Start of The input

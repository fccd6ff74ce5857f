//! Help overlay listing the dashboard's keys

use ratatui::{
    layout::Rect,
    style::{Color, Modifier, Style},
    text::{Line, Span},
    widgets::{Block, Borders, Clear, Paragraph, Wrap},
    Frame,
};

/// Key and description pairs shown in the overlay
const KEYBINDINGS: &[(&str, &str)] = &[
    ("r", "Refresh prayer times"),
    ("?", "Toggle this help"),
    ("q / Esc", "Quit"),
];

const OVERLAY_WIDTH: u16 = 44;
const OVERLAY_HEIGHT: u16 = 13;

/// Draws the overlay centered over whatever is already on screen
pub fn render(frame: &mut Frame) {
    let area = overlay_area(frame.area());

    let title_style = Style::default()
        .fg(Color::Green)
        .add_modifier(Modifier::BOLD);
    let key_style = Style::default().fg(Color::Yellow);

    let mut lines = vec![
        Line::from(Span::styled("Keyboard Shortcuts", title_style)),
        Line::default(),
    ];
    lines.extend(KEYBINDINGS.iter().map(|(key, description)| {
        Line::from(vec![
            Span::styled(format!("  {:<10}", key), key_style),
            Span::raw(*description),
        ])
    }));
    lines.extend([
        Line::default(),
        Line::from(Span::styled(
            "Countdown",
            Style::default().add_modifier(Modifier::BOLD),
        )),
        Line::from("  Recomputed every second. After Isha it counts down to tomorrow's Fajr."),
        Line::default(),
        Line::from(Span::styled(
            "Esc or ? closes",
            Style::default().fg(Color::DarkGray),
        )),
    ]);

    let help = Paragraph::new(lines).wrap(Wrap { trim: false }).block(
        Block::default()
            .title(" Help ")
            .borders(Borders::ALL)
            .border_style(Style::default().fg(Color::Green)),
    );

    frame.render_widget(Clear, area);
    frame.render_widget(help, area);
}

/// Centers the overlay in `screen`, shrinking it to fit small terminals
fn overlay_area(screen: Rect) -> Rect {
    let width = OVERLAY_WIDTH.min(screen.width);
    let height = OVERLAY_HEIGHT.min(screen.height);
    Rect::new(
        screen.x + (screen.width - width) / 2,
        screen.y + (screen.height - height) / 2,
        width,
        height,
    )
}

End of The input

Task directions: Give the data again, exactly as written.

Expected answer:
repository fccd6ff74ce5857f
//! Help overlay listing the dashboard's keys

use ratatui::{
    layout::Rect,
    style::{Color, Modifier, Style},
    text::{Line, Span},
    widgets::{Block, Borders, Clear, Paragraph, Wrap},
    Frame,
};

/// Key and description pairs shown in the overlay
const KEYBINDINGS: &[(&str, &str)] = &[
    ("r", "Refresh prayer times"),
    ("?", "Toggle this help"),
    ("q / Esc", "Quit"),
];

const OVERLAY_WIDTH: u16 = 44;
const OVERLAY_HEIGHT: u16 = 13;

/// Draws the overlay centered over whatever is already on screen
pub fn render(frame: &mut Frame) {
    let area = overlay_area(frame.area());

    let title_style = Style::default()
        .fg(Color::Green)
        .add_modifier(Modifier::BOLD);
    let key_style = Style::default().fg(Color::Yellow);

    let mut lines = vec![
        Line::from(Span::styled("Keyboard Shortcuts", title_style)),
        Line::default(),
    ];
    lines.extend(KEYBINDINGS.iter().map(|(key, description)| {
        Line::from(vec![
            Span::styled(format!("  {:<10}", key), key_style),
            Span::raw(*description),
        ])
    }));
    lines.extend([
        Line::default(),
        Line::from(Span::styled(
            "Countdown",
            Style::default().add_modifier(Modifier::BOLD),
        )),
        Line::from("  Recomputed every second. After Isha it counts down to tomorrow's Fajr."),
        Line::default(),
        Line::from(Span::styled(
            "Esc or ? closes",
            Style::default().fg(Color::DarkGray),
        )),
    ]);

    let help = Paragraph::new(lines).wrap(Wrap { trim: false }).block(
        Block::default()
            .title(" Help ")
            .borders(Borders::ALL)
            .border_style(Style::default().fg(Color::Green)),
    );

    frame.render_widget(Clear, area);
    frame.render_widget(help, area);
}

/// Centers the overlay in `screen`, shrinking it to fit small terminals
fn overlay_area(screen: Rect) -> Rect {
    let width = OVERLAY_WIDTH.min(screen.width);
    let height = OVERLAY_HEIGHT.min(screen.height);
    Rect::new(
        screen.x + (screen.width - width) / 2,
        screen.y + (screen.height - height) / 2,
        width,
        height,
    )
}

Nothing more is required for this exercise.